*** Opening of THE DATA ***
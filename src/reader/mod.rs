pub mod prepare;
pub mod verify;

pub use verify::{verify, Verifier, PNG_SIGNATURE};

use image::{DynamicImage, GrayImage, ImageFormat};
use tracing::debug;

use crate::common::error::{DecodeError, QRResult};

// Decode hints
//------------------------------------------------------------------------------

/// How hard a [`Decoder`] should look for a symbol.
#[derive(Debug, Default, PartialEq, Eq, Clone, Copy)]
pub struct DecodeHints {
    /// Spend extra passes on the image before giving up
    pub try_harder: bool,
    /// The image is a lone symbol with no surrounding scene
    pub pure_barcode: bool,
}

impl DecodeHints {
    pub const MAX_EFFORT: Self = Self { try_harder: true, pure_barcode: true };
}

// Decoder
//------------------------------------------------------------------------------

/// Reads the text of a QR symbol out of an image.
pub trait Decoder {
    fn decode(&self, img: &DynamicImage, hints: DecodeHints) -> Result<String, DecodeError>;
}

/// Default [`Decoder`] backed by `rqrr`.
///
/// Every pass from [`prepare::passes`] is searched for grids. The first grid
/// that decodes wins.
#[derive(Debug, Default, Clone, Copy)]
pub struct SymbolDecoder;

impl Decoder for SymbolDecoder {
    fn decode(&self, img: &DynamicImage, hints: DecodeHints) -> Result<String, DecodeError> {
        let gray = img.to_luma8();
        let mut last_err = None;

        for (i, pass) in prepare::passes(&gray, hints).enumerate() {
            debug!(pass = i, width = pass.width(), height = pass.height(), "Locating symbol...");
            match read_symbol(&pass) {
                Ok(Some(msg)) => return Ok(msg),
                Ok(None) => {}
                Err(e) => last_err = Some(e),
            }
        }

        Err(last_err.map_or(DecodeError::SymbolNotFound, DecodeError::Unreadable))
    }
}

// Ok(None) when no grid was found at all
fn read_symbol(img: &GrayImage) -> Result<Option<String>, rqrr::DeQRError> {
    let (w, h) = img.dimensions();
    let mut prepared = rqrr::PreparedImage::prepare_from_greyscale(w as usize, h as usize, |x, y| {
        img.get_pixel(x as u32, y as u32)[0]
    });

    let grids = prepared.detect_grids();
    debug!(grids = grids.len(), "Decoding grids...");

    let mut last_err = None;
    for g in grids.iter() {
        match g.decode() {
            Ok((_meta, msg)) => return Ok(Some(msg)),
            Err(e) => last_err = Some(e),
        }
    }

    match last_err {
        Some(e) => Err(e),
        None => Ok(None),
    }
}

// Decode
//------------------------------------------------------------------------------

/// Decodes a QR symbol from an image with maximum effort.
pub fn decode(img: &DynamicImage) -> QRResult<String> {
    Ok(SymbolDecoder.decode(img, DecodeHints::MAX_EFFORT)?)
}

/// Decodes a QR symbol from PNG bytes with maximum effort.
pub fn decode_png(png: &[u8]) -> QRResult<String> {
    let img = load_png(png)?;
    decode(&img)
}

pub(crate) fn load_png(png: &[u8]) -> Result<DynamicImage, DecodeError> {
    if !png.starts_with(&PNG_SIGNATURE) {
        return Err(DecodeError::NotPng);
    }
    image::load_from_memory_with_format(png, ImageFormat::Png).map_err(DecodeError::Container)
}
*** Close of THE DATA ***
*EXERCISE PROMPT*
Tally the lines of the records holding the word "bool", then give only the resulting number.

*EXERCISE SOLUTION*
2